Investing to Avoid the Consequences of Being Wrong
by William Bernstein
William “Bill” Bernstein is a neurologist, co-founder of the investment firm Efficient Frontier Advisors and the author of several books. We spoke at the Morningstar Investor Conference about his approach to investing, which includes avoiding the risk of running out money.
—Charles Rotblut, CFA
Charles Rotblut (CR): You reference Pascal’s Wager—which holds that it’s better to believe in God than to risk eternal damnation—when talking about investing. Would it be fair to describe your approach as being based on avoiding the worst-case scenario versus trying to go for the best-case scenario?

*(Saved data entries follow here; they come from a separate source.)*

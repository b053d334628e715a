// Copyright (C) Parity Technologies (UK) Ltd.
// This file is part of Parity Bridges Common.

// Parity Bridges Common is free software: you can redistribute it and/or modify
// it under the terms of the GNU General Public License as published by
// the Free Software Foundation, either version 3 of the License, or
// (at your option) any later version.

// Parity Bridges Common is distributed in the hope that it will be useful,
// but WITHOUT ANY WARRANTY; without even the implied warranty of
// MERCHANTABILITY or FITNESS FOR A PARTICULAR PURPOSE.  See the
// GNU General Public License for more details.

// You should have received a copy of the GNU General Public License
// along with Parity Bridges Common.  If not, see <http://www.gnu.org/licenses/>.

//! Relative, versioned XCM locations.
//!
//! A [`Location`] says "go up `parents` levels, then descend along `interior`". It is
//! always relative to the chain that holds it. [`VersionedLocation`] carries the XCM
//! version tag of the message the location was taken from; the tag is kept as-is by
//! every transformation and is ignored by structural comparison.
//!
//! Both types have the XCM SCALE layout and the JSON layout used by `polkadot-api`
//! (`{"type": "V4", "value": {"parents": 1, "interior": {"type": "Here"}}}`).

use codec::{Decode, Encode};
use serde::{
	de::{self, value::MapAccessDeserializer, Error as _, IgnoredAny, MapAccess, SeqAccess, Visitor},
	ser::SerializeStruct,
	Deserialize, Deserializer, Serialize, Serializer,
};
use std::fmt;

/// Parachain identifier.
pub type ParaId = u32;

/// XCM version number.
pub type XcmVersion = u32;

/// Maximal number of junctions in the [`Junctions`] sequence.
pub const MAX_JUNCTIONS: usize = 8;

const JUNCTIONS_VARIANTS: [&str; MAX_JUNCTIONS + 1] =
	["Here", "X1", "X2", "X3", "X4", "X5", "X6", "X7", "X8"];

/// Global consensus system identifier.
#[derive(Clone, Copy, Debug, PartialEq, Eq, Hash, Encode, Decode, Serialize, Deserialize)]
#[serde(tag = "type", content = "value")]
pub enum NetworkId {
	/// Network specified by the first 32 bytes of its genesis block.
	#[codec(index = 0)]
	ByGenesis(#[serde(with = "crate::hex_serde")] [u8; 32]),
	/// Network defined by the first 32 bytes of the hash and number of some block it contains.
	#[codec(index = 1)]
	ByFork {
		/// Number of the block.
		block_number: u64,
		/// Hash of the block.
		#[serde(with = "crate::hex_serde")]
		block_hash: [u8; 32],
	},
	/// The Polkadot mainnet relay chain.
	#[codec(index = 2)]
	Polkadot,
	/// The Kusama canary-net relay chain.
	#[codec(index = 3)]
	Kusama,
	/// The Westend testnet relay chain.
	#[codec(index = 4)]
	Westend,
	/// The Rococo testnet relay chain.
	#[codec(index = 5)]
	Rococo,
	/// The Wococo testnet relay chain.
	#[codec(index = 6)]
	Wococo,
	/// An Ethereum network specified by its chain ID.
	#[codec(index = 7)]
	Ethereum {
		/// The EIP-155 chain ID.
		#[codec(compact)]
		chain_id: u64,
	},
	/// The Bitcoin network, including hard-forks supported by Bitcoin Core development team.
	#[codec(index = 8)]
	BitcoinCore,
	/// The Bitcoin network, including hard-forks supported by Bitcoin Cash developers.
	#[codec(index = 9)]
	BitcoinCash,
	/// The Polkadot Bulletin chain.
	#[codec(index = 10)]
	PolkadotBulletin,
}

/// An identifier of a pluralistic body.
#[derive(Clone, Copy, Debug, PartialEq, Eq, Hash, Encode, Decode, Serialize, Deserialize)]
#[serde(tag = "type", content = "value")]
pub enum BodyId {
	/// The only body in its context.
	#[codec(index = 0)]
	Unit,
	/// A named body.
	#[codec(index = 1)]
	Moniker(#[serde(with = "crate::hex_serde")] [u8; 4]),
	/// An indexed body.
	#[codec(index = 2)]
	Index(#[codec(compact)] u32),
	/// The unambiguous executive body.
	#[codec(index = 3)]
	Executive,
	/// The unambiguous technical body.
	#[codec(index = 4)]
	Technical,
	/// The unambiguous legislative body.
	#[codec(index = 5)]
	Legislative,
	/// The unambiguous judicial body.
	#[codec(index = 6)]
	Judicial,
	/// The unambiguous defense body.
	#[codec(index = 7)]
	Defense,
	/// The unambiguous administration body.
	#[codec(index = 8)]
	Administration,
	/// The unambiguous treasury body.
	#[codec(index = 9)]
	Treasury,
}

/// A part of a pluralistic body.
#[derive(Clone, Copy, Debug, PartialEq, Eq, Hash, Encode, Decode, Serialize, Deserialize)]
#[serde(tag = "type", content = "value")]
pub enum BodyPart {
	/// The body's declaration, under whatever means it decides.
	#[codec(index = 0)]
	Voice,
	/// A given number of members of the body.
	#[codec(index = 1)]
	Members {
		/// Number of members.
		#[codec(compact)]
		count: u32,
	},
	/// A given number of members of the body, out of some larger caucus.
	#[codec(index = 2)]
	Fraction {
		/// Numerator.
		#[codec(compact)]
		nom: u32,
		/// Denominator.
		#[codec(compact)]
		denom: u32,
	},
	/// No less than the given proportion of members of the body.
	#[codec(index = 3)]
	AtLeastProportion {
		/// Numerator.
		#[codec(compact)]
		nom: u32,
		/// Denominator.
		#[codec(compact)]
		denom: u32,
	},
	/// More than the given proportion of members of the body.
	#[codec(index = 4)]
	MoreThanProportion {
		/// Numerator.
		#[codec(compact)]
		nom: u32,
		/// Denominator.
		#[codec(compact)]
		denom: u32,
	},
}

/// A single item in a path to be followed when descending from a location.
#[derive(Clone, Copy, Debug, PartialEq, Eq, Hash, Encode, Decode, Serialize, Deserialize)]
#[serde(tag = "type", content = "value")]
pub enum Junction {
	/// An indexed parachain belonging to and operated by the context.
	#[codec(index = 0)]
	Parachain(#[codec(compact)] ParaId),
	/// A 32-byte identifier for an account of a specific network.
	#[codec(index = 1)]
	AccountId32 {
		/// Network the account belongs to, `None` for the contextual one.
		network: Option<NetworkId>,
		/// Raw account identifier.
		#[serde(with = "crate::hex_serde")]
		id: [u8; 32],
	},
	/// An 8-byte index for an account of a specific network.
	#[codec(index = 2)]
	AccountIndex64 {
		/// Network the account belongs to, `None` for the contextual one.
		network: Option<NetworkId>,
		/// Account index.
		#[codec(compact)]
		index: u64,
	},
	/// A 20-byte identifier for an account of a specific network.
	#[codec(index = 3)]
	AccountKey20 {
		/// Network the account belongs to, `None` for the contextual one.
		network: Option<NetworkId>,
		/// Raw account key.
		#[serde(with = "crate::hex_serde")]
		key: [u8; 20],
	},
	/// An instanced, indexed pallet that forms a constituent part of the context.
	#[codec(index = 4)]
	PalletInstance(u8),
	/// A non-descript index within the context location.
	#[codec(index = 5)]
	GeneralIndex(#[codec(compact)] #[serde(with = "general_index")] u128),
	/// A non-descript datum of up to 32 bytes, acting as a key within the context location.
	#[codec(index = 6)]
	GeneralKey {
		/// Number of meaningful bytes in `data`.
		length: u8,
		/// Key bytes, zero-padded.
		#[serde(with = "crate::hex_serde")]
		data: [u8; 32],
	},
	/// The unambiguous child.
	#[codec(index = 7)]
	OnlyChild,
	/// A pluralistic body existing within consensus.
	#[codec(index = 8)]
	Plurality {
		/// The body.
		id: BodyId,
		/// Part of the body.
		part: BodyPart,
	},
	/// A global network capable of externalizing its own consensus.
	#[codec(index = 9)]
	GlobalConsensus(NetworkId),
}

impl fmt::Display for Junction {
	fn fmt(&self, f: &mut fmt::Formatter) -> fmt::Result {
		match self {
			Junction::Parachain(id) => write!(f, "Parachain({id})"),
			Junction::AccountId32 { id, .. } => write!(f, "AccountId32(0x{})", hex::encode(id)),
			Junction::AccountIndex64 { index, .. } => write!(f, "AccountIndex64({index})"),
			Junction::AccountKey20 { key, .. } => write!(f, "AccountKey20(0x{})", hex::encode(key)),
			Junction::PalletInstance(index) => write!(f, "PalletInstance({index})"),
			Junction::GeneralIndex(index) => write!(f, "GeneralIndex({index})"),
			Junction::GeneralKey { length, data } => {
				let key = data.get(..*length as usize).unwrap_or(data);
				write!(f, "GeneralKey(0x{})", hex::encode(key))
			},
			Junction::OnlyChild => write!(f, "OnlyChild"),
			Junction::Plurality { id, part } => write!(f, "Plurality({id:?}, {part:?})"),
			Junction::GlobalConsensus(network) => write!(f, "GlobalConsensus({network:?})"),
		}
	}
}

/// `GeneralIndex` in JSON: a number, or a decimal string for values that do not fit into
/// a JSON number.
mod general_index {
	use super::*;

	pub fn serialize<S: Serializer>(index: &u128, serializer: S) -> Result<S::Ok, S::Error> {
		match u64::try_from(*index) {
			Ok(index) => serializer.serialize_u64(index),
			Err(_) => serializer.collect_str(index),
		}
	}

	pub fn deserialize<'de, D: Deserializer<'de>>(deserializer: D) -> Result<u128, D::Error> {
		// `deserialize_any` also works on buffered content, which has no room for `u128`
		deserializer.deserialize_any(GeneralIndexVisitor)
	}

	struct GeneralIndexVisitor;

	impl<'de> Visitor<'de> for GeneralIndexVisitor {
		type Value = u128;

		fn expecting(&self, f: &mut fmt::Formatter) -> fmt::Result {
			f.write_str("an unsigned integer or its decimal string")
		}

		fn visit_u64<E: de::Error>(self, value: u64) -> Result<u128, E> {
			Ok(value.into())
		}

		fn visit_u128<E: de::Error>(self, value: u128) -> Result<u128, E> {
			Ok(value)
		}

		fn visit_i64<E: de::Error>(self, value: i64) -> Result<u128, E> {
			u128::try_from(value).map_err(|_| E::invalid_value(de::Unexpected::Signed(value), &self))
		}

		fn visit_str<E: de::Error>(self, value: &str) -> Result<u128, E> {
			value.parse().map_err(|_| E::invalid_value(de::Unexpected::Str(value), &self))
		}
	}
}

/// Error returned when building [`Junctions`] from more than [`MAX_JUNCTIONS`] items.
#[derive(Clone, Copy, Debug, PartialEq, Eq, thiserror::Error)]
#[error("at most {MAX_JUNCTIONS} junctions are allowed, got {0}")]
pub struct TooManyJunctions(pub usize);

/// Ordered path of junctions, descending from some location.
///
/// `Here` is the empty path, `X1`..`X8` hold one to eight junctions.
#[derive(Clone, Debug, Default, PartialEq, Eq, Hash)]
pub struct Junctions(Vec<Junction>);

impl Junctions {
	/// The empty path.
	pub const fn here() -> Self {
		Junctions(Vec::new())
	}

	/// Path of a single junction.
	pub fn x1(junction: Junction) -> Self {
		Junctions(vec![junction])
	}

	/// Returns `true` if the path is empty.
	pub fn is_here(&self) -> bool {
		self.0.is_empty()
	}

	/// Number of junctions in the path.
	pub fn len(&self) -> usize {
		self.0.len()
	}

	/// Junctions of the path, in descending order.
	pub fn as_slice(&self) -> &[Junction] {
		&self.0
	}

	/// Iterate over the junctions of the path.
	pub fn iter(&self) -> impl Iterator<Item = &Junction> {
		self.0.iter()
	}

	/// Name of the path variant (`Here`, `X1`, ...).
	pub fn variant_name(&self) -> &'static str {
		JUNCTIONS_VARIANTS[self.0.len()]
	}

	/// Returns the path with `junction` appended.
	pub fn pushed_with(mut self, junction: Junction) -> Result<Self, TooManyJunctions> {
		self.0.push(junction);
		Self::try_from(self.0)
	}
}

impl TryFrom<Vec<Junction>> for Junctions {
	type Error = TooManyJunctions;

	fn try_from(junctions: Vec<Junction>) -> Result<Self, Self::Error> {
		if junctions.len() > MAX_JUNCTIONS {
			return Err(TooManyJunctions(junctions.len()))
		}
		Ok(Junctions(junctions))
	}
}

impl Encode for Junctions {
	fn size_hint(&self) -> usize {
		1 + self.0.iter().map(Encode::size_hint).sum::<usize>()
	}

	fn encode_to<T: codec::Output + ?Sized>(&self, dest: &mut T) {
		// variant index of `Junctions::X<N>` is `N`
		dest.push_byte(self.0.len() as u8);
		for junction in &self.0 {
			junction.encode_to(dest);
		}
	}
}

impl codec::EncodeLike for Junctions {}

impl Decode for Junctions {
	fn decode<I: codec::Input>(input: &mut I) -> Result<Self, codec::Error> {
		let count = input.read_byte()? as usize;
		if count > MAX_JUNCTIONS {
			return Err("Junctions variant index out of range".into())
		}

		let mut junctions = Vec::with_capacity(count);
		for _ in 0..count {
			junctions.push(Junction::decode(input)?);
		}
		Ok(Junctions(junctions))
	}
}

impl Serialize for Junctions {
	fn serialize<S: Serializer>(&self, serializer: S) -> Result<S::Ok, S::Error> {
		let fields = if self.is_here() { 1 } else { 2 };
		let mut state = serializer.serialize_struct("Junctions", fields)?;
		state.serialize_field("type", self.variant_name())?;
		match self.0.as_slice() {
			[] => (),
			[junction] => state.serialize_field("value", junction)?,
			junctions => state.serialize_field("value", junctions)?,
		}
		state.end()
	}
}

impl<'de> Deserialize<'de> for Junctions {
	fn deserialize<D: Deserializer<'de>>(deserializer: D) -> Result<Self, D::Error> {
		deserializer.deserialize_map(JunctionsVisitor)
	}
}

/// Visits `{"type": "X<N>", "value": ...}` without buffering the value, so junctions see
/// the original deserializer.
struct JunctionsVisitor;

impl<'de> Visitor<'de> for JunctionsVisitor {
	type Value = Junctions;

	fn expecting(&self, f: &mut fmt::Formatter) -> fmt::Result {
		f.write_str("junctions tagged with `Here` or `X1`..`X8`")
	}

	fn visit_map<A: MapAccess<'de>>(self, mut map: A) -> Result<Junctions, A::Error> {
		let mut variant = None;
		let mut junctions = None;
		while let Some(key) = map.next_key::<String>()? {
			match key.as_str() {
				"type" => variant = Some(map.next_value::<String>()?),
				"value" => junctions = map.next_value::<Option<OneOrMany>>()?.map(|value| value.0),
				_ => {
					map.next_value::<IgnoredAny>()?;
				},
			}
		}

		let variant = variant.ok_or_else(|| A::Error::missing_field("type"))?;
		let expected = JUNCTIONS_VARIANTS
			.iter()
			.position(|name| *name == variant)
			.ok_or_else(|| A::Error::custom(format!("unknown junctions variant `{variant}`")))?;
		let junctions = junctions.unwrap_or_default();
		if junctions.len() != expected {
			return Err(A::Error::custom(format!(
				"`{variant}` requires {expected} junctions, got {}",
				junctions.len(),
			)))
		}

		Ok(Junctions(junctions))
	}
}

William Bernstein (WB): Yes, and sort of a corollary to that is to never confuse outcome with process. By that I mean that there is a lot of noise in investing, and it is perfectly possible to have a bad strategy or be a stupid investor, if you will, and do very well. People who buy lottery tickets occasionally win. Having a good strategy and not having a good result happens all too frequently as well. The essential thing people really don’t understand about finance is that there is an enormous amount of noise, particularly over the short term.
To give an example of Pascal’s Wager, let’s say it is 2009 or 2010 and you are looking at the start of very low interest rates. Pascal’s Wager would say that if you believed that there was going to be the possibility of severe inflation, you would have kept your bond durations (interest rate sensitivity) short and endured relatively small coupons so that if you were wrong—and, in fact, you were wrong—you wound up losing a couple of percent per year of return from your lower coupons, which is not good.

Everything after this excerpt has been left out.